Toda a similaridade não é feita de acaso. A cada passo, os movimentos parecem se aproximar de uma alegoria à contemporaneidade, juntando a dependência tecnológica e a era dos amores líquidos em uma tacada só. Nessas condições, uma empatia pelo robô se esgueira pelas pontas e fica impossível não sentir um gosto amargo nas reações do cão. Ele poderia fazer mais, mas será que nós faríamos?  

Quanto ao visual, Meu Amigo Robô – como foi traduzido no Brasil – tem traços realmente adoráveis que remetem às animações clássicas dos anos 2000. Moldado no tradicional 2D, o filme tem ilustrações sutis e pouco marcadas, mas extremamente expressivas. É isso que contribui para uma narrativa limpa e clara, fácil de ser entendida sem a presença dos diálogos. 

Porém, como nem tudo são flores, assistir à produção parece nos levar para um ciclo em alguns momentos. É claro que todo o cerne é bem trabalhado, mas não há necessidade de se desenvolver em longas 01h30, que em certo ponto parecem minutos demais para história de menos. Com certa economia de tempo, o resultado seria mais dinâmico e não entregaria o massante de esperar e esperar por um clímax com final feliz que nunca virá.

Robot Dreams é a adaptação audiovisual da graphic novel homônima, assinada por Sara Varon (Foto: Wild Bunch)

Ainda que com ressalvas, é inegável que a produção surpreende e o Oscar 2024 não pensa diferente. O filme concorre na categoria de Melhor Animação ao lado dos gigantes Nimona, Elementos, Homem-Aranha Através do Aranhaverso e O Menino e a Garça. Sua narrativa doce e amarga conquistou os corações dos críticos desde a estreia no 76º Festival de Cinema de Cannes, ocorrido em Maio de 2023.

Além de fazer parte de uma das principais programações de Cinema do mundo, Robot Dreams conquistou o prêmio de Melhor Animação no European Film Awards, uma das nomeações mais importantes do setor europeu. O título ainda foi reconhecido na mesma categoria pelo Prêmio Goya 2024, no qual também foi lembrado como Melhor Roteiro Adaptado.

“Nossos corações estavam tocando no tom que nossas almas cantavam” (Foto: Wild Bunch)

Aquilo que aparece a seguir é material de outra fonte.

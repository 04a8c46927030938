use crate::capture::domain::capture_backend::CaptureBackend;
use crate::capture::domain::frame_source::{DeviceError, FrameSource};

/// Creates the camera source for `index`, if this build can capture.
#[cfg(feature = "opencv")]
pub fn create_camera(
    index: u32,
    backend: CaptureBackend,
) -> Result<Box<dyn FrameSource>, DeviceError> {
    Ok(Box::new(
        super::opencv_camera::OpenCvCamera::new(index, backend),
    ))
}

#[cfg(not(feature = "opencv"))]
pub fn create_camera(
    index: u32,
    backend: CaptureBackend,
) -> Result<Box<dyn FrameSource>, DeviceError> {
    Err(DeviceError::Unsupported(format!(
        "camera {index} ({backend}) needs the `opencv` feature"
    )))
}

/// Opens the device, grabs one frame and closes it again.
///
/// Returns the frame dimensions and channel count.
pub fn probe(source: &mut dyn FrameSource) -> Result<(u32, u32, u8), Box<dyn std::error::Error>> {
    source.open()?;
    let result = source.read_frame();
    source.close();
    let frame = result?;
    Ok((frame.width(), frame.height(), frame.channels()))
}

#[cfg(test)]
mod tests {
    use super::*;
    use crate::capture::infrastructure::synthetic_source::SyntheticSource;

    #[test]
    fn test_probe_reports_size_and_closes() {
        let mut source = SyntheticSource::new(64, 48);
        let size = probe(&mut source).unwrap();
        assert_eq!(size, (64, 48, 3));
        assert!(!source.is_open());
    }

    #[test]
    fn test_probe_surfaces_empty_frame() {
        let mut source = SyntheticSource::new(8, 8).with_empty_every(1);
        assert!(probe(&mut source).is_err());
        assert!(!source.is_open());
    }

    #[cfg(not(feature = "opencv"))]
    #[test]
    fn test_camera_unsupported_without_opencv() {
        let err = create_camera(0, CaptureBackend::Any).err().unwrap();
        assert!(matches!(err, DeviceError::Unsupported(_)));
    }
}
use std::fmt;
use std::sync::atomic::{AtomicUsize, Ordering};

/// Counters shared between the acquisition worker and its controller.
#[derive(Debug, Default)]
pub struct AcquisitionStats {
    ticks: AtomicUsize,
    delivered: AtomicUsize,
    empty_frames: AtomicUsize,
    capture_errors: AtomicUsize,
    detection_failures: AtomicUsize,
}

impl AcquisitionStats {
    pub(crate) fn record_tick(&self) {
        self.ticks.fetch_add(1, Ordering::Relaxed);
    }

    pub(crate) fn record_delivered(&self) {
        self.delivered.fetch_add(1, Ordering::Relaxed);
    }

    pub(crate) fn record_empty_frame(&self) {
        self.empty_frames.fetch_add(1, Ordering::Relaxed);
    }

    pub(crate) fn record_capture_error(&self) {
        self.capture_errors.fetch_add(1, Ordering::Relaxed);
    }

    pub(crate) fn record_detection_failure(&self) {
        self.detection_failures.fetch_add(1, Ordering::Relaxed);
    }

    pub(crate) fn reset(&self) {
        for counter in [
            &self.ticks,
            &self.delivered,
            &self.empty_frames,
            &self.capture_errors,
            &self.detection_failures,
        ] {
            counter.store(0, Ordering::Relaxed);
        }
    }

    pub fn snapshot(&self) -> StatsSnapshot {
        StatsSnapshot {
            ticks: self.ticks.load(Ordering::Relaxed),
            delivered: self.delivered.load(Ordering::Relaxed),
            empty_frames: self.empty_frames.load(Ordering::Relaxed),
            capture_errors: self.capture_errors.load(Ordering::Relaxed),
            detection_failures: self.detection_failures.load(Ordering::Relaxed),
        }
    }
}

#[derive(Clone, Copy, Debug, Default, PartialEq, Eq)]
pub struct StatsSnapshot {
    pub ticks: usize,
    pub delivered: usize,
    pub empty_frames: usize,
    pub capture_errors: usize,
    pub detection_failures: usize,
}

impl fmt::Display for StatsSnapshot {
    fn fmt(&self, f: &mut fmt::Formatter<'_>) -> fmt::Result {
        write!(
            f,
            "{} ticks, {} delivered, {} empty, {} capture errors, {} detection failures",
            self.ticks, self.delivered, self.empty_frames, self.capture_errors, self.detection_failures
        )
    }
}
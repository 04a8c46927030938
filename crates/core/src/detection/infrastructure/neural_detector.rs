use std::path::PathBuf;

use ndarray::{Array2, ArrayView1};

use crate::detection::domain::detection::{BoundingBox, Detection, Landmark};
use crate::detection::domain::errors::DetectionError;
use crate::detection::domain::face_detector::FaceDetector;
use crate::detection::domain::neural_backend::NeuralBackend;
use crate::shared::constants::{
    NEURAL_INPUT_HEIGHT, NEURAL_INPUT_WIDTH, NEURAL_LANDMARK_COUNT, NEURAL_MODEL_PATH,
    NEURAL_MODEL_SCORE_THRESHOLD, NEURAL_NMS_THRESHOLD, NEURAL_ROW_COLUMNS,
    NEURAL_SCORE_THRESHOLD, NEURAL_TOP_K,
};
use crate::shared::frame::Frame;

/// Fixed configuration of the neural detector, applied once at construction.
#[derive(Clone, Debug, PartialEq)]
pub struct NeuralConfig {
    pub model_path: PathBuf,
    pub input_width: u32,
    pub input_height: u32,
    /// Threshold the backend applies before emitting rows.
    pub model_score_threshold: f32,
    /// Threshold applied to emitted rows before they become detections.
    pub score_threshold: f32,
    pub nms_threshold: f32,
    pub top_k: usize,
}

impl Default for NeuralConfig {
    fn default() -> Self {
        Self {
            model_path: PathBuf::from(NEURAL_MODEL_PATH),
            input_width: NEURAL_INPUT_WIDTH,
            input_height: NEURAL_INPUT_HEIGHT,
            model_score_threshold: NEURAL_MODEL_SCORE_THRESHOLD,
            score_threshold: NEURAL_SCORE_THRESHOLD,
            nms_threshold: NEURAL_NMS_THRESHOLD,
            top_k: NEURAL_TOP_K,
        }
    }
}

/// Single-pass detector producing boxes, five landmarks and a score.
///
/// Output rows from the backend are treated as an external contract: fewer
/// than [`NEURAL_ROW_COLUMNS`] columns is an error, extra trailing columns
/// are ignored (reported once), and rows with a non-finite score are dropped.
pub struct NeuralDetector {
    backend: Box<dyn NeuralBackend>,
    score_threshold: f32,
    warned_extra_columns: bool,
}

impl NeuralDetector {
    pub fn new(backend: Box<dyn NeuralBackend>, score_threshold: f32) -> Self {
        Self {
            backend,
            score_threshold,
            warned_extra_columns: false,
        }
    }

    pub fn score_threshold(&self) -> f32 {
        self.score_threshold
    }

    fn rows_to_detections(&mut self, rows: &Array2<f32>) -> Result<Vec<Detection>, DetectionError> {
        let columns = rows.ncols();
        if rows.nrows() == 0 {
            return Ok(Vec::new());
        }
        if columns < NEURAL_ROW_COLUMNS {
            return Err(DetectionError::Schema {
                columns,
                expected: NEURAL_ROW_COLUMNS,
            });
        }
        if columns > NEURAL_ROW_COLUMNS && !self.warned_extra_columns {
            log::warn!(
                "Neural model emits {columns} columns per row, ignoring all after {NEURAL_ROW_COLUMNS}"
            );
            self.warned_extra_columns = true;
        }

        Ok(rows
            .rows()
            .into_iter()
            .filter_map(parse_row)
            .filter(|d| d.passes(self.score_threshold))
            .collect())
    }
}

/// Converts one validated row into a detection; `None` for unusable scores.
fn parse_row(row: ArrayView1<f32>) -> Option<Detection> {
    let score = row[NEURAL_ROW_COLUMNS - 1];
    if !score.is_finite() {
        return None;
    }
    let bbox = BoundingBox::new(row[0], row[1], row[2], row[3]);
    let landmarks = (0..NEURAL_LANDMARK_COUNT)
        .map(|i| Landmark {
            x: row[4 + 2 * i],
            y: row[5 + 2 * i],
        })
        .collect();
    Some(Detection::neural(bbox, landmarks, score))
}

impl FaceDetector for NeuralDetector {
    fn detect(&mut self, frame: &Frame) -> Result<Vec<Detection>, DetectionError> {
        // Output coordinates follow the input size, so track the frame.
        self.backend.set_input_size(frame.width(), frame.height());
        let rows = self.backend.infer(frame)?;
        self.rows_to_detections(&rows)
    }
}

#[cfg(test)]
mod tests {
    use super::*;
    use approx::assert_relative_eq;
    use ndarray::array;
    use rstest::rstest;
    use std::sync::{Arc, Mutex};

    struct StubBackend {
        rows: Array2<f32>,
        input_sizes: Arc<Mutex<Vec<(u32, u32)>>>,
    }

    impl StubBackend {
        fn new(rows: Array2<f32>) -> Self {
            Self {
                rows,
                input_sizes: Arc::new(Mutex::new(Vec::new())),
            }
        }
    }

    impl NeuralBackend for StubBackend {
        fn set_input_size(&mut self, width: u32, height: u32) {
            self.input_sizes.lock().unwrap().push((width, height));
        }

        fn infer(&mut self, _frame: &Frame) -> Result<Array2<f32>, DetectionError> {
            Ok(self.rows.clone())
        }
    }

    fn row(x: f32, y: f32, w: f32, h: f32, score: f32) -> [f32; 15] {
        [
            x, y, w, h, 20.0, 25.0, 40.0, 25.0, 30.0, 35.0, 22.0, 45.0, 38.0, 45.0, score,
        ]
    }

    fn frame(w: u32, h: u32) -> Frame {
        Frame::new(vec![0; (w * h * 3) as usize], w, h, 3, 0)
    }

    #[test]
    fn test_row_above_threshold_becomes_detection() {
        let rows = Array2::from_shape_vec((1, 15), row(10.0, 10.0, 50.0, 50.0, 0.95).to_vec()).unwrap();
        let mut detector = NeuralDetector::new(Box::new(StubBackend::new(rows)), 0.6);

        let dets = detector.detect(&frame(100, 100)).unwrap();

        assert_eq!(dets.len(), 1);
        assert_eq!(dets[0].bbox, BoundingBox::new(10.0, 10.0, 50.0, 50.0));
        assert_relative_eq!(dets[0].score.unwrap(), 0.95);
        assert_eq!(dets[0].landmarks.len(), 5);
        assert_eq!(dets[0].landmarks[2], Landmark { x: 30.0, y: 35.0 });
    }

    #[test]
    fn test_row_below_threshold_is_discarded() {
        let rows = Array2::from_shape_vec((1, 15), row(10.0, 10.0, 50.0, 50.0, 0.4).to_vec()).unwrap();
        let mut detector = NeuralDetector::new(Box::new(StubBackend::new(rows)), 0.6);
        assert!(detector.detect(&frame(100, 100)).unwrap().is_empty());
    }

    #[test]
    fn test_all_rows_are_considered() {
        let mut data = Vec::new();
        data.extend(row(0.0, 0.0, 10.0, 10.0, 0.7));
        data.extend(row(50.0, 0.0, 10.0, 10.0, 0.3));
        data.extend(row(0.0, 50.0, 10.0, 10.0, 0.99));
        let rows = Array2::from_shape_vec((3, 15), data).unwrap();
        let mut detector = NeuralDetector::new(Box::new(StubBackend::new(rows)), 0.6);

        let dets = detector.detect(&frame(100, 100)).unwrap();
        assert_eq!(dets.len(), 2);
    }

    #[test]
    fn test_input_size_tracks_each_frame() {
        let backend = StubBackend::new(Array2::zeros((0, 15)));
        let sizes = backend.input_sizes.clone();
        let mut detector = NeuralDetector::new(Box::new(backend), 0.6);

        detector.detect(&frame(64, 48)).unwrap();
        detector.detect(&frame(32, 16)).unwrap();

        assert_eq!(*sizes.lock().unwrap(), vec![(64, 48), (32, 16)]);
    }

    #[rstest]
    #[case(4)]
    #[case(14)]
    fn test_short_rows_are_schema_error(#[case] columns: usize) {
        let rows = Array2::from_elem((1, columns), 0.9);
        let mut detector = NeuralDetector::new(Box::new(StubBackend::new(rows)), 0.6);
        let err = detector.detect(&frame(10, 10)).unwrap_err();
        assert!(matches!(err, DetectionError::Schema { columns: c, expected: 15 } if c == columns));
    }

    #[test]
    fn test_extra_columns_are_ignored() {
        let mut data = row(1.0, 2.0, 3.0, 4.0, 0.8).to_vec();
        data.push(123.0);
        let rows = Array2::from_shape_vec((1, 16), data).unwrap();
        let mut detector = NeuralDetector::new(Box::new(StubBackend::new(rows)), 0.6);

        let dets = detector.detect(&frame(10, 10)).unwrap();
        assert_eq!(dets.len(), 1);
        assert_relative_eq!(dets[0].score.unwrap(), 0.8);
        assert!(detector.warned_extra_columns);
    }

    #[test]
    fn test_nan_score_is_dropped() {
        let rows = array![[0.0, 0.0, 1.0, 1.0, 0.0, 0.0, 0.0, 0.0, 0.0, 0.0, 0.0, 0.0, 0.0, 0.0, f32::NAN]];
        let mut detector = NeuralDetector::new(Box::new(StubBackend::new(rows)), 0.0);
        assert!(detector.detect(&frame(10, 10)).unwrap().is_empty());
    }

    #[test]
    fn test_empty_output_with_any_width_is_ok() {
        let mut detector = NeuralDetector::new(Box::new(StubBackend::new(Array2::zeros((0, 0)))), 0.6);
        assert!(detector.detect(&frame(10, 10)).unwrap().is_empty());
    }

    #[test]
    fn test_default_config_uses_documented_constants() {
        let config = NeuralConfig::default();
        assert_eq!((config.input_width, config.input_height), (320, 320));
        assert_relative_eq!(config.model_score_threshold, 0.9);
        assert_relative_eq!(config.score_threshold, 0.6);
        assert_relative_eq!(config.nms_threshold, 0.3);
        assert_eq!(config.top_k, 500);
    }
}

A vida segue, mesmo que não do jeito que esperamos. Essa é a lição deixada por um longa-metragem cheio de emoção, no qual os rompimentos são cortantes, mas não impedem que o tempo passe e a vida siga. Os rumos podem parecer injustos, porém, extremamente embebidos de realidade, o que impede que tenhamos em nós uma verdadeira revolta.

Robot Dreams nos faz pensar. Refletir sobre quem somos e como tratamos as coisas que compõem o nosso redor, talvez realmente as descartemos cedo demais. Ainda assim, comprar a companhia de alguém soa verdadeiramente egoísta e igualmente solitário; não parece possível colocar na balança. Nos sonhos de um robô que sente demais, o que dói é se identificar tanto com o cruel despropositado dos encontros.